On 24 March 2012, the 14th High Criminal Court of Istanbul decided for a publication ban of one month under the allegations of "propaganda for an illegal organization". Bianet, (Independent News Agency), also reported that "the punishment is based on news, comments and photographs on pages 1, 8, 9, 10 and 11 of the Saturday issue. The court also decided to confiscate the complete issues of 24 and 25 March."

Editor Huseyin Aykol alleged that the newspaper had since April 2011 faced "such a huge number of arrests and such intense pressure". The Committee to Protect Journalists stated that it was "outraged" at the ban, describing it as part of a pattern of "trumped-up charges to silence press outlets that cover sensitive issues". Responding to this and other criticisms, Justice Minister Sadullah Ergin stated that a pending government-backed judicial reform package would, among numerous other provisions, prevent such bans in the future.

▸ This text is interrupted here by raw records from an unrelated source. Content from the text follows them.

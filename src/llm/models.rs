use serde::{Deserialize, Serialize};

#[derive(Debug, Clone, Serialize, Deserialize)]
pub struct Message {
    pub role: String,
    pub content: String,
}

#[derive(Debug, Clone, Serialize, Deserialize, Default)]
pub struct ChatOptions {
    pub model: Option<String>,
    pub temperature: Option<f32>,
    pub max_tokens: Option<u32>,
    pub system_prompt: Option<String>,
}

The Ministry of Justice, in a statement on 27 March 2012, announced that the closing-down of press and media organizations will be rendered impossible following the adoption of the "package for the speeding up the judicial services," which was submitted to the Turkish Grand National Assembly in January 2012. The ban was lifted on 30 March 2012.

At least seven editors and writers associated with the pro-Kurdish daily Özgür Gündem (The Free Agenda) were among 27 journalists still being held in August 2012 after being arrested in a massive government sweep on 20 and 21 December 2011. Authorities said the roundup was related to their investigation into the banned Union of Communities in Kurdistan, or KCK, of which the banned Kurdistan Workers Party (PKK) is part. In most cases, the journalists faced up to 15 years in prison upon conviction. The hearing of 12 September 2012 was adjourned to 12 November 2012.

On the 3 May 2016, several prominent journalists initiated a solidarity campaign with the newspaper and each one assumed for a day the post of a so-called Editor-in-Chief on Watch for Özgür Gündem. The campaign lasted until 7 August 2016. Some of the campaigns participants were Sebahat Tuncel, Nurcan Baysal, Erol Önderoğlu and Murat Çelikkan.

On 16 August 2016 the 8th Magistrates Court of Istanbul ordered a "temporary shutdown" of the Özgür Gündem publication on grounds of publishing "terror propaganda" allegedly supporting the PKK. No duration for the closure was specified in the court order. The closure was followed up with police raids during which several of the paper's staff were taken into custody. Novelist and Özgür Gündem columnist Aslı Erdoğan, editor in-chief Zana Kaya and newsroom editor İnan Kızılkaya remained imprisoned, facing charges of "membership of a terrorist organisation" and "undermining national unity." Journalist Necmiye Alpay was also charged. The paper was quickly succeeded by Özgürlükçü Demokrasi ("Libertarian democracy"), which saw its first issue on 23 August 2016 and features a daily column "Aslı's Friends". The newspaper was definitely closed on 30 October 2016.

Against 50 of the Editors in Chief on Watch investigations into terror related charges were initiated. Against 12 journalists the investigations were dismissed but the others had a trial was launched. Murat Çelikkan was sentenced to 1 year and 6 months imprisonment in 2017, others where condemned to fines. On the 3 April 2019, 7 editors in chief on watch were sentenced to 1 year and 3 months, but only Celalettin Can had to enter prison as the other verdicts execution were suspended.

==Judgments of the European Court of Human Rights==
The European Court of Human Rights (ECtHR) has repeatedly passed judgments on convictions and bans around Özgür Gündem and its successors and articles published there. See List of ECHR cases concerning Article 10 in Turkey. In addition, in Kiliç v. Turkey (2000) it held Turkey responsible for breaching Article 2 by failing to protect the life of Özgür Gündem correspondent Kemal Kılıç, and for failing to hold a proper investigation into his assassination on 18 February 1993.